[Recorded data]
----

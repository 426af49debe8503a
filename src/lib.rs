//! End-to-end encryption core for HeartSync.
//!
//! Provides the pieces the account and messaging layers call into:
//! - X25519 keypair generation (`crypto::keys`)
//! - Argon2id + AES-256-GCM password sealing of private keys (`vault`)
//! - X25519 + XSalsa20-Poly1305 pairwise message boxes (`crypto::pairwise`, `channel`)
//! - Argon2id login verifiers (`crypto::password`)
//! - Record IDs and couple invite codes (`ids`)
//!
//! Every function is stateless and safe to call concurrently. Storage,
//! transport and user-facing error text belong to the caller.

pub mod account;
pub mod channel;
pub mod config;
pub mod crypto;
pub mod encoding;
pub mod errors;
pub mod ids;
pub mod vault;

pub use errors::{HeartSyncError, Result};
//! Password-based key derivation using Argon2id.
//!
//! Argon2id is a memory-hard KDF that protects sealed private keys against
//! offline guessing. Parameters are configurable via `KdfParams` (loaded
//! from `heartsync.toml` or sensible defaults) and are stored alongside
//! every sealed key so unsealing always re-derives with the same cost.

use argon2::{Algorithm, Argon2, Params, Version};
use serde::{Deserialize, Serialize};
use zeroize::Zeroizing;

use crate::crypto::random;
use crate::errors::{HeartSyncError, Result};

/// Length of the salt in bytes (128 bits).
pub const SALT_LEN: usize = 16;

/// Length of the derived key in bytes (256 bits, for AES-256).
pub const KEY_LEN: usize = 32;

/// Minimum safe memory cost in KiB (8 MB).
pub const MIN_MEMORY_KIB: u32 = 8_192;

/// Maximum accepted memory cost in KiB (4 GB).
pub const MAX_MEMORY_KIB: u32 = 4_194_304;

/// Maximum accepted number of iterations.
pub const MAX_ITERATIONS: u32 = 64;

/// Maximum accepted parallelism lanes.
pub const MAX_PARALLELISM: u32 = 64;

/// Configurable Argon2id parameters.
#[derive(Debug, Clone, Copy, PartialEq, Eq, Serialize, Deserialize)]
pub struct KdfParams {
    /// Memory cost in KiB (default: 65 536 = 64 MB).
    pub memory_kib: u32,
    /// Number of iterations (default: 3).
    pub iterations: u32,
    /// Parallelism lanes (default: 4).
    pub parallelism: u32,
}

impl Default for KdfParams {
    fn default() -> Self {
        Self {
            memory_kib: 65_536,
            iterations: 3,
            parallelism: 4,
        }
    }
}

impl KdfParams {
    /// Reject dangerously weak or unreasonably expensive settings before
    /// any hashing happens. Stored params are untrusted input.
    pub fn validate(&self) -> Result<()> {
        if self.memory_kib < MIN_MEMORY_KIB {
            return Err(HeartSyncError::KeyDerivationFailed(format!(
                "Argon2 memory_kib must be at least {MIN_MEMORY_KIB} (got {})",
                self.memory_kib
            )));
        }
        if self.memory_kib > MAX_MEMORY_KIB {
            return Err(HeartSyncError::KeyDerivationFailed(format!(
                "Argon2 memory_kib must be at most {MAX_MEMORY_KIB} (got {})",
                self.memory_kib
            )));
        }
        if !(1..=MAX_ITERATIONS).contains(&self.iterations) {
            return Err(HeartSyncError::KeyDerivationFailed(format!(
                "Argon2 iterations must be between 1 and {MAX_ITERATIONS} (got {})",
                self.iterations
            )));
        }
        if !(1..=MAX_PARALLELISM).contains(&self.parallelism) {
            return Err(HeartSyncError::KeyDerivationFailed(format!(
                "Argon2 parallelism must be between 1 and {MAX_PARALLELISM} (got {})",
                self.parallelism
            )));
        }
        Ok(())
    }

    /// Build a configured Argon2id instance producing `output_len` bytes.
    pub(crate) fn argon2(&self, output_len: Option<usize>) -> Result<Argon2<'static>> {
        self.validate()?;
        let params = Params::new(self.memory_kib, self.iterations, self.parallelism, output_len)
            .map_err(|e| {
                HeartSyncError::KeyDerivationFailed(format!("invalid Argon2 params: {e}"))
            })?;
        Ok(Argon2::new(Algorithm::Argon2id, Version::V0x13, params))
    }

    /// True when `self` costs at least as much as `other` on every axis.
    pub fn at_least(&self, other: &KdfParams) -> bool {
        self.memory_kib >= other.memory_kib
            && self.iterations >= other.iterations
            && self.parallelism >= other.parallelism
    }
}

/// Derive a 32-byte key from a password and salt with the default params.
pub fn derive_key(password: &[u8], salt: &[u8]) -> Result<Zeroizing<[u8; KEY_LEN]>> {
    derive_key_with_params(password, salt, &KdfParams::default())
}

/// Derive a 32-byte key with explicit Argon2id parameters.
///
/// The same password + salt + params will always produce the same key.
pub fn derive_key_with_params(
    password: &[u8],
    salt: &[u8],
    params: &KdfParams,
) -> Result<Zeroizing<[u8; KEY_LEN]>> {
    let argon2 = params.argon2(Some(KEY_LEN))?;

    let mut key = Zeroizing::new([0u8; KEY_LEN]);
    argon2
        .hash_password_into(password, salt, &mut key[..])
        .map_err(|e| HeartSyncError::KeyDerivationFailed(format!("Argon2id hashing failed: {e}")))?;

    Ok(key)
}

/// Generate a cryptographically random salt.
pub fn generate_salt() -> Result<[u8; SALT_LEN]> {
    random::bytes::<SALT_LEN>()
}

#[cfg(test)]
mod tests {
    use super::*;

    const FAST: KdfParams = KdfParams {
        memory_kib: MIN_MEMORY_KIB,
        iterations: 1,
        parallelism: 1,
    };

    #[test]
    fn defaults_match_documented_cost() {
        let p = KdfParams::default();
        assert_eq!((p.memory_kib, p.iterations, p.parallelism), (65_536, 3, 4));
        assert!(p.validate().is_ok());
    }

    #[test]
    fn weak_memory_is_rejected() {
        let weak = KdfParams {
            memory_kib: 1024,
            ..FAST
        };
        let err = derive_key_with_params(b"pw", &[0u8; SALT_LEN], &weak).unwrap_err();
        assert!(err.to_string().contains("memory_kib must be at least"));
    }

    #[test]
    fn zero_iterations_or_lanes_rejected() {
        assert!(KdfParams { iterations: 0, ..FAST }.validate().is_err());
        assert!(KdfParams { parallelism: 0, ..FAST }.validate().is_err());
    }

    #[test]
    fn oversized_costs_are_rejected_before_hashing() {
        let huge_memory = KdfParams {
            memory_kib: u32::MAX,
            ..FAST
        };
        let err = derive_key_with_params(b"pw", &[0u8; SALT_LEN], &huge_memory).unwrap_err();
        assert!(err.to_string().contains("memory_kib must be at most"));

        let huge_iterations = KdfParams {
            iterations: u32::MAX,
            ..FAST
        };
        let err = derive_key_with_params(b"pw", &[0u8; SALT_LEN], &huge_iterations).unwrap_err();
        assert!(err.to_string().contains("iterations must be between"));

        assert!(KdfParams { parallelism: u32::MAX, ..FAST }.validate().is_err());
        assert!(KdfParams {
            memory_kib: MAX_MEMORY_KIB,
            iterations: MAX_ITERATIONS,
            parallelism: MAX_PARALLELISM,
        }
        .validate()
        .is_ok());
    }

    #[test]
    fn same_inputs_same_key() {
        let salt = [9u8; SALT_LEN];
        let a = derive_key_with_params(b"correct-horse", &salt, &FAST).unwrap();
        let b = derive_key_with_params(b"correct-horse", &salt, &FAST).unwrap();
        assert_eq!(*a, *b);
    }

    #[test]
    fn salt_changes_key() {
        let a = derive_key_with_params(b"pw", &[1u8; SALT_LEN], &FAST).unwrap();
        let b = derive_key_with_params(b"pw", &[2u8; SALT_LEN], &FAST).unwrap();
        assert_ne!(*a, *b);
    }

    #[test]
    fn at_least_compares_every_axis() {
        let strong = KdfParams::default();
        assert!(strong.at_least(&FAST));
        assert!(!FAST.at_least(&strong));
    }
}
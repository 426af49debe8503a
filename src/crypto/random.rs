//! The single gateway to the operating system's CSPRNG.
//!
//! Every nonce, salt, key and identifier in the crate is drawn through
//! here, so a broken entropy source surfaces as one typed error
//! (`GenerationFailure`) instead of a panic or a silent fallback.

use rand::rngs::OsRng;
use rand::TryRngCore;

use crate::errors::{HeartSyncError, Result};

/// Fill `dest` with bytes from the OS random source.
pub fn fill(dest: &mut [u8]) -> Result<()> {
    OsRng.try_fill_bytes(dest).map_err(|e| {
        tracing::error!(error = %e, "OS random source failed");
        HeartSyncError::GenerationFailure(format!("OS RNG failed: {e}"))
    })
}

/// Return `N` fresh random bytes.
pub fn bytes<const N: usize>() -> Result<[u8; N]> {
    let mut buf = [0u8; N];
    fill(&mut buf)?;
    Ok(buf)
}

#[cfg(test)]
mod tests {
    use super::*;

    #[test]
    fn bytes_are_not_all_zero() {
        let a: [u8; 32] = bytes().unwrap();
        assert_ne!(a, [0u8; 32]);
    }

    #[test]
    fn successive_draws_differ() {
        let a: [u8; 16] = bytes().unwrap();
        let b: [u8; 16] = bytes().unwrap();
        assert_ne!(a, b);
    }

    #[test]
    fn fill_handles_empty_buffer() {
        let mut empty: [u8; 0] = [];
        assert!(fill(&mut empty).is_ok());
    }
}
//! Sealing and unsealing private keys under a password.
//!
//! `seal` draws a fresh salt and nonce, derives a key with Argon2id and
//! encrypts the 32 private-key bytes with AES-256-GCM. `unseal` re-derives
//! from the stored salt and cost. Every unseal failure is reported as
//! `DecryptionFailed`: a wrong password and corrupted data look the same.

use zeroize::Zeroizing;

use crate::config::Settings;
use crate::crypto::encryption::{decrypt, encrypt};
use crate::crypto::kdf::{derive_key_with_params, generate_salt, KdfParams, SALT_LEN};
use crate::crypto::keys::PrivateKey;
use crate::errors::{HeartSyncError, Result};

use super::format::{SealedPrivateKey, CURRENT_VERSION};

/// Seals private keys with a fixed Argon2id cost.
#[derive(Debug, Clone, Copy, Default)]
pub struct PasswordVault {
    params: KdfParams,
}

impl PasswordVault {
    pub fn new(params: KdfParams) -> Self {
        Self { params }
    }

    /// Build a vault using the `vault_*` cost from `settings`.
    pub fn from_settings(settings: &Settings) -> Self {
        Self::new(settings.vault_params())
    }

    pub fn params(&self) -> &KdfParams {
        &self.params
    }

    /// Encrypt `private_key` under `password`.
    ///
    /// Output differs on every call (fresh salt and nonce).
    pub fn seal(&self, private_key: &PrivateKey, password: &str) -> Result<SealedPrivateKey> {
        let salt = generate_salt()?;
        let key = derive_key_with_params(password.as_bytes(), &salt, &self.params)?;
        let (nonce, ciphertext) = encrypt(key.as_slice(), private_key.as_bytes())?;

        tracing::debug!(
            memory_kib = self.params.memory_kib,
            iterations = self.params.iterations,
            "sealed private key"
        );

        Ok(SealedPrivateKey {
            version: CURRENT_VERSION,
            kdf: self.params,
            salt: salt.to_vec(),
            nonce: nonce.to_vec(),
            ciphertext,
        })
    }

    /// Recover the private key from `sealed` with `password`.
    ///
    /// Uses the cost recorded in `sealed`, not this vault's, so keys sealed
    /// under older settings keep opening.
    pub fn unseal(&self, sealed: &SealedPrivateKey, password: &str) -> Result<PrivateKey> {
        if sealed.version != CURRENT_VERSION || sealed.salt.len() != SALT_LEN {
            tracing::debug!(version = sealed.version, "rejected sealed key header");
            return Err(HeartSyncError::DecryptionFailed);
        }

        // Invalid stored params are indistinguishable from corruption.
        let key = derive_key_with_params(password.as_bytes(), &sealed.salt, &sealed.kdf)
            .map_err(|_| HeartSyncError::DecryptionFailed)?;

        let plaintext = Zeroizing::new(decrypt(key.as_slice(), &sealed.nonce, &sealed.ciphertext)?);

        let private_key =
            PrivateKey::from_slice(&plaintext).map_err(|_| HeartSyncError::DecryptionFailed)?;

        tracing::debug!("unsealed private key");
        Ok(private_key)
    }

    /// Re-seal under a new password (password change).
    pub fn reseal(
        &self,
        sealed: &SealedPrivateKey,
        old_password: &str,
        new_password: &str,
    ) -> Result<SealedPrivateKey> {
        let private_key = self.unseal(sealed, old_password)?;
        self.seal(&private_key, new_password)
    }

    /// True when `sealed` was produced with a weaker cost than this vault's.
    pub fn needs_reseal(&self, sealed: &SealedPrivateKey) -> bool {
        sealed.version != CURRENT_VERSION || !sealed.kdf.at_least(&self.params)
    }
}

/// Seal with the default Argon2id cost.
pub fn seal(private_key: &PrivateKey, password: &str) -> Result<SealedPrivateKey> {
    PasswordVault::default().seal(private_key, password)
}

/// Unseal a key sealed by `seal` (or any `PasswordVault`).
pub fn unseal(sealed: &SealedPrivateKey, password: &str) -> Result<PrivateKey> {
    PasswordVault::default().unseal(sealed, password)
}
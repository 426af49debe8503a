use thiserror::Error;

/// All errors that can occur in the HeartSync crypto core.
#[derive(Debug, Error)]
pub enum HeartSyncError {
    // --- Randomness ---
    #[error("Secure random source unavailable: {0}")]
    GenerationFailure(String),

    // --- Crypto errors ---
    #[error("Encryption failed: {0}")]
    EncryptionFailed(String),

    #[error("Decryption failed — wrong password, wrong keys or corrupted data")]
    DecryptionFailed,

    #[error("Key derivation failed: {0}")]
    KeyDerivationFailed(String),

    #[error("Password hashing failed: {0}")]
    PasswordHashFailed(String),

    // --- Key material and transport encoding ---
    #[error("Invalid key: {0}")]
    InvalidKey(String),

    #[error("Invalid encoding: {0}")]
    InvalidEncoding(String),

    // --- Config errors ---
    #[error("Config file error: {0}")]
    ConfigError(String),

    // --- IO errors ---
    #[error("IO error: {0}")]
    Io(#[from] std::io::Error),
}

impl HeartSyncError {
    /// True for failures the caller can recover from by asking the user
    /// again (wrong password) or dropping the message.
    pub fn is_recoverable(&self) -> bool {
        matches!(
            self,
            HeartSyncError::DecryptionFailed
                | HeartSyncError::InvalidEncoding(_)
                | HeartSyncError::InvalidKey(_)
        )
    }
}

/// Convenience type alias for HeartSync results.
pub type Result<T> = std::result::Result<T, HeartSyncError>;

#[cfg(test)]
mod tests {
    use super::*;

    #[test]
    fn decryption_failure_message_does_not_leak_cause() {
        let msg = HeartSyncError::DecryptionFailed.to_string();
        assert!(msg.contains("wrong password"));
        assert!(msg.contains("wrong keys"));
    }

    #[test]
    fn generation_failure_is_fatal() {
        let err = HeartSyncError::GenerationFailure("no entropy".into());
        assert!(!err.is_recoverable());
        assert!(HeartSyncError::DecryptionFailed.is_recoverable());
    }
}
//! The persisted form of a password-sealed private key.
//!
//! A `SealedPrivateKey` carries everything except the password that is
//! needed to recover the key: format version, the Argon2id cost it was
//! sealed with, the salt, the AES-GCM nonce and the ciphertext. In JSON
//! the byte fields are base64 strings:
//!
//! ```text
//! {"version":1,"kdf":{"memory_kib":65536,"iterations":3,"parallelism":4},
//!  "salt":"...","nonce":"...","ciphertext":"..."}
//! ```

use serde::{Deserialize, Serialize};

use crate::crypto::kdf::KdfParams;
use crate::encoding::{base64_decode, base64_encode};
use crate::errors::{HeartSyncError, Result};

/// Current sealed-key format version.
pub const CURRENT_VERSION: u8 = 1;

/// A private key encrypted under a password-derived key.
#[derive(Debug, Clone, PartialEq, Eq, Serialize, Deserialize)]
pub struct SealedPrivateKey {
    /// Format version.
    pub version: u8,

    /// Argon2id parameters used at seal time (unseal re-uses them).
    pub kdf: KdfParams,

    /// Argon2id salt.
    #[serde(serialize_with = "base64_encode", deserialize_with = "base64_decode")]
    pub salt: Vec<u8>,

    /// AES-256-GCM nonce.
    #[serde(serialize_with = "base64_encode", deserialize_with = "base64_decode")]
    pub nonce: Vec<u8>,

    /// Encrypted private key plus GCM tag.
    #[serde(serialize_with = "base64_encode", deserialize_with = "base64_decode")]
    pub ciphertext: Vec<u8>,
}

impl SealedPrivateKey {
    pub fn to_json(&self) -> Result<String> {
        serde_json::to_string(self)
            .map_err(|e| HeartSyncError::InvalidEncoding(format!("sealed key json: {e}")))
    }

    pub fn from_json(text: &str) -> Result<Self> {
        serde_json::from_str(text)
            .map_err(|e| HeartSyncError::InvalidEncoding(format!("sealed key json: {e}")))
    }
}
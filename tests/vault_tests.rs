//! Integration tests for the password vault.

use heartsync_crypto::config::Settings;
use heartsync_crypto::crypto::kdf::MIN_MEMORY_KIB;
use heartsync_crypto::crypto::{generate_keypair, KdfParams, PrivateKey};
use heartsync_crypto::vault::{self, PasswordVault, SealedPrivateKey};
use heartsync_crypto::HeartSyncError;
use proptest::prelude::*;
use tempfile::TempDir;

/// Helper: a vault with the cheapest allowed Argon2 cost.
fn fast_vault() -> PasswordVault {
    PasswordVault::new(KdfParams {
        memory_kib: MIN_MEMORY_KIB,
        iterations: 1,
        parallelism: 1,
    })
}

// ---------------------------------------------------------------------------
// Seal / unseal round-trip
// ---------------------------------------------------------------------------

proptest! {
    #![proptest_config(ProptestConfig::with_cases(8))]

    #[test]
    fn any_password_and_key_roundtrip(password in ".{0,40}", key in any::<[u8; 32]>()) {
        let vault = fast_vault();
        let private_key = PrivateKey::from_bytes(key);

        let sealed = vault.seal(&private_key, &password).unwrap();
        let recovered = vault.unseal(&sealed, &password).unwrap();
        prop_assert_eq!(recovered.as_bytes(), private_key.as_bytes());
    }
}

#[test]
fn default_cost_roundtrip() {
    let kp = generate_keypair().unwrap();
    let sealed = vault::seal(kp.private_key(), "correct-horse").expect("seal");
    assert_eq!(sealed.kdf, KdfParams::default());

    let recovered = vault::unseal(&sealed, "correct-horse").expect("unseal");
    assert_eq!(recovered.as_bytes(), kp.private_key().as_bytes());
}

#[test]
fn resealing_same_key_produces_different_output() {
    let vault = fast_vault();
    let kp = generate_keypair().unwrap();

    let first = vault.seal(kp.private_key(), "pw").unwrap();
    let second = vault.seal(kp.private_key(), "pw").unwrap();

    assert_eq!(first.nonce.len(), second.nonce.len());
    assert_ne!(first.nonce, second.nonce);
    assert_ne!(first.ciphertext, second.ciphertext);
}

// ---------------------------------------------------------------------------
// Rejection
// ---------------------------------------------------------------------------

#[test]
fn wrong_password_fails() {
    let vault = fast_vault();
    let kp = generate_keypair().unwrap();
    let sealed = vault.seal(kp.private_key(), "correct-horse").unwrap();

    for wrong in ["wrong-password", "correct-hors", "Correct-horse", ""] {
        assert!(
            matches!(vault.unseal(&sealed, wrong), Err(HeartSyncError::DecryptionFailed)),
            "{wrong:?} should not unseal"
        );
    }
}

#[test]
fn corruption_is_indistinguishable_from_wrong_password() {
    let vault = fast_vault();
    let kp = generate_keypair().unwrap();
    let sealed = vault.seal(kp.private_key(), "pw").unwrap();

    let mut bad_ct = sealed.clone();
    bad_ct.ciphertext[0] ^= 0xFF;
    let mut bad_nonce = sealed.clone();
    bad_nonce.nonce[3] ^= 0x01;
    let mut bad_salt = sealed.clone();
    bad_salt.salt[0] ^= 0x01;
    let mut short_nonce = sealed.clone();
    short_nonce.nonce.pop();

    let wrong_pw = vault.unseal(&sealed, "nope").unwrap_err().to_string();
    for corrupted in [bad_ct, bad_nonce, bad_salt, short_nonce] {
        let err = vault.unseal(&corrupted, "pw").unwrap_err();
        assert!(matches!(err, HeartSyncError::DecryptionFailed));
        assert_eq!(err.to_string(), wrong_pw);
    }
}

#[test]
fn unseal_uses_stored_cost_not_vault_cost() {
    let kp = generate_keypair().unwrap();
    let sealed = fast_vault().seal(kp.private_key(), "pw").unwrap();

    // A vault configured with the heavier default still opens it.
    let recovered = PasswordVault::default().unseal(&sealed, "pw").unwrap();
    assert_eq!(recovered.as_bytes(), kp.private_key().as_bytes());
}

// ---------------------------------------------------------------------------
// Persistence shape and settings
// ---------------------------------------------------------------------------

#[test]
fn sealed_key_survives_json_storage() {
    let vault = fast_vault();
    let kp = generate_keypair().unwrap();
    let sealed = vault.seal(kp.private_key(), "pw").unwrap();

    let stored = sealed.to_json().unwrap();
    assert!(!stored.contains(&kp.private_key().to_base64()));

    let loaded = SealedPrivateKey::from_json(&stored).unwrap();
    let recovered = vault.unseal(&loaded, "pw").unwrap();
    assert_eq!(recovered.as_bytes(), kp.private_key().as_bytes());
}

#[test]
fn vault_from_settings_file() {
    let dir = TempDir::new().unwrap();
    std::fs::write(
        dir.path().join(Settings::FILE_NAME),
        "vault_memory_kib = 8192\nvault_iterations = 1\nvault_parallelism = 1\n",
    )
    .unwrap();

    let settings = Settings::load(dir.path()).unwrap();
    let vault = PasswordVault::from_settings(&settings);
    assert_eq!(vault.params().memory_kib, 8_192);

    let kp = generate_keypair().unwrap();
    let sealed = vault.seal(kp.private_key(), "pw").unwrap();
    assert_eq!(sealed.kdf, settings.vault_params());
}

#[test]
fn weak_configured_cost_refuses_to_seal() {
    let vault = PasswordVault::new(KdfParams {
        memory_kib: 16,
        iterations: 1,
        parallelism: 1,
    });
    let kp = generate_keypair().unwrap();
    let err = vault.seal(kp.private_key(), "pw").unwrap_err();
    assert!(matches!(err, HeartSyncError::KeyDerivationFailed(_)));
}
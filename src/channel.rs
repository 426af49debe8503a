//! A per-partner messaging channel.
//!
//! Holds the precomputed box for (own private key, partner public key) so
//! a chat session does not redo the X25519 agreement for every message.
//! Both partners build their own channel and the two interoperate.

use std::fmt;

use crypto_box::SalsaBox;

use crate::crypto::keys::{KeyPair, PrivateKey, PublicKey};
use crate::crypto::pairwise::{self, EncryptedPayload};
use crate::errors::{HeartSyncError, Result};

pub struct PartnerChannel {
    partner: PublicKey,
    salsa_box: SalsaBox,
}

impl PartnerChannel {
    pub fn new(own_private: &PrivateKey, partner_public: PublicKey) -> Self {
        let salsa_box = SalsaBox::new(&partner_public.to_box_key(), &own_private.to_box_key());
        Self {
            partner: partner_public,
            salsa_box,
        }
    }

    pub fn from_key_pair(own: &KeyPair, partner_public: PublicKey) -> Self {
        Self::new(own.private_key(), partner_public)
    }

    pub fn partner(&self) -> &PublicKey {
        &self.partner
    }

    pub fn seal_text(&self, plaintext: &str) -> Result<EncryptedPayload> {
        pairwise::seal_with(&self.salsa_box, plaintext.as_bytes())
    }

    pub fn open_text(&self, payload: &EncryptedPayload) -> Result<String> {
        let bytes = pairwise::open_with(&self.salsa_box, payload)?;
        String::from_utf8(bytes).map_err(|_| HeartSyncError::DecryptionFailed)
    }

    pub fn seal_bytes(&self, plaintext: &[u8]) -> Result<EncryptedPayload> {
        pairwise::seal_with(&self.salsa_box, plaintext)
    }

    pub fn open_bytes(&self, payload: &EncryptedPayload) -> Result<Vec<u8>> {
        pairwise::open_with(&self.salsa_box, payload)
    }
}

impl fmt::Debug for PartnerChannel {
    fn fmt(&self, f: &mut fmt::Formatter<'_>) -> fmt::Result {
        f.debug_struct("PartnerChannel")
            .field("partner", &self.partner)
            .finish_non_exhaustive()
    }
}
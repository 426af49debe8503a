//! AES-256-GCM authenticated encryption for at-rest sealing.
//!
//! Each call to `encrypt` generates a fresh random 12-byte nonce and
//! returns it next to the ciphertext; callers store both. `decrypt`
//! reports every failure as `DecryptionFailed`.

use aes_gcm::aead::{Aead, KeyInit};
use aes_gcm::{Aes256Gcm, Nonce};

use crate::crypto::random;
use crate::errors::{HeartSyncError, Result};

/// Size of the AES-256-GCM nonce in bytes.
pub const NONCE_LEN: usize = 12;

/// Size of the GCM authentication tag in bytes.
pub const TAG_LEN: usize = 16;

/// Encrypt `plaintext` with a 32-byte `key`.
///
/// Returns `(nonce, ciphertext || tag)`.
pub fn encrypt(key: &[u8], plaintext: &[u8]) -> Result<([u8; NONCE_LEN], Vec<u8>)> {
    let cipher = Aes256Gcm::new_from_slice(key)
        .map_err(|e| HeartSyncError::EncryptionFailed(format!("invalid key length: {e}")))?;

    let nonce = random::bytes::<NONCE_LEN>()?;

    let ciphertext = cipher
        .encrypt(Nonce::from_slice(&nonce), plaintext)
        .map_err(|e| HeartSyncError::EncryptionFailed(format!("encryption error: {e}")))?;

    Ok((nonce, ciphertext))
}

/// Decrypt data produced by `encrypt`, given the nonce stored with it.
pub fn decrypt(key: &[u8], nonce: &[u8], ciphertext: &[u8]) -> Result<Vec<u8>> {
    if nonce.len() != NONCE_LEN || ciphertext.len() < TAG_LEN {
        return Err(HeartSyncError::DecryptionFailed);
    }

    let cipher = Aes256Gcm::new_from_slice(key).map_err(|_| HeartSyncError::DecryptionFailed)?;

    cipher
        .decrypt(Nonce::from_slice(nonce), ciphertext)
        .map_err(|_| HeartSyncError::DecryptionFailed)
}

----

EXERCISE: Copy every line in the data above that has the string "InvalidKey" in it.

TASK SOLUTION:
    InvalidKey(String),
                | HeartSyncError::InvalidKey(_)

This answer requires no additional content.